Pasalnya Atala hanya ingin di jaga oleh kedua gadis tersebut, Atala tidak nyaman dengan orang lain, meskipun dokter yang menemuinya hampir setiap hari.


Bagi Atala hanya Linda yang mampu mengerti dirinya, karena itu hanya Linda yang akan di dengarkan nya.


Anisa tidaklah heran, karena Linda memang mengerti cara berkomunikasi dengan Atala. Tak jarang terkadang jika Linda libur, Linda sedikit membantu pekerjaan suster untuk membujuk beberapa pasien di rumah sakit.

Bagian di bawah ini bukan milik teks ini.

/// Configuration constants for the Databricks REST API
pub mod api {
    /// API version segment for most management endpoints
    pub const VERSION_2_0: &str = "2.0";

    /// API version segment for the command execution endpoints
    pub const VERSION_1_2: &str = "1.2";

    /// Base URL for the accounts-service API (all clouds route through AWS host)
    pub const ACCOUNTS_URL: &str = "https://accounts.cloud.databricks.com";

    /// HTTP status codes treated as fatal auth failures on any call
    pub const FATAL_STATUS_CODES: &[u16] = &[401];

    /// Per-request socket timeout in seconds
    pub const REQUEST_TIMEOUT_SECS: u64 = 60;

    /// User agent sent with every request
    pub const USER_AGENT: &str = concat!("dbxsat/", env!("CARGO_PKG_VERSION"));
}

/// Configuration constants for profile resolution
pub mod profile {
    /// Profile file path relative to the user config directory
    pub const FILE_NAME: &str = "dbxsat/profile.json";

    /// Environment variable for the workspace URL
    pub const URL_ENV_VAR: &str = "DATABRICKS_HOST";

    /// Environment variable for the API token
    pub const TOKEN_ENV_VAR: &str = "DATABRICKS_TOKEN";

    /// Environment variable for the account id
    pub const ACCOUNT_ID_ENV_VAR: &str = "DATABRICKS_ACCOUNT_ID";

    /// Environment variables for account-level basic auth
    pub const MASTER_USER_ENV_VAR: &str = "DATABRICKS_USERNAME";
    pub const MASTER_PASSWORD_ENV_VAR: &str = "DATABRICKS_PASSWORD";
}

/// Default values for CLI
pub mod defaults {
    /// Default log level
    pub const LOG_LEVEL: &str = "warn";

    /// Seconds between command status polls
    pub const POLL_INTERVAL_SECS: u64 = 1;

    /// Language for remote execution contexts
    pub const EXECUTION_LANGUAGE: &str = "python";
}
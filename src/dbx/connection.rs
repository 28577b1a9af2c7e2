//! Connection test command handler

use log::debug;

use crate::dbx::request::ApiTarget;
use crate::dbx::SatClient;

/// Run the test command
///
/// Validates workspace credentials, or account-level credentials with
/// `account` set.
pub async fn run_test_command(
    client: &SatClient,
    account: bool,
) -> Result<(), Box<dyn std::error::Error>> {
    let target = if account {
        ApiTarget::Accounts
    } else {
        ApiTarget::Workspace
    };
    debug!("Testing connection against {:?}", target);
    client.test_connection(target).await?;

    match target {
        ApiTarget::Workspace => println!(
            "Connection OK: {} (cloud: {})",
            client.profile().url,
            client.cloud_type()
        ),
        ApiTarget::Accounts => println!(
            "Connection OK: accounts API (account {})",
            client.profile().account_id
        ),
    }
    Ok(())
}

Hal itu semua Linda lakukan demi menjaga Atala sekaligus mencari uang tambahan pengobatan Atala.


Seperti hari ini hari terakhir Atala di rumah sakit, Linda mengajak Atala berjalan di taman rumah sakit jiwa tersebut. Atala memang terlihat masih tak terlalu merespon segala ocehan Linda. Namun Atala menurut jika Linda meminta Atala melakukan sesuatu.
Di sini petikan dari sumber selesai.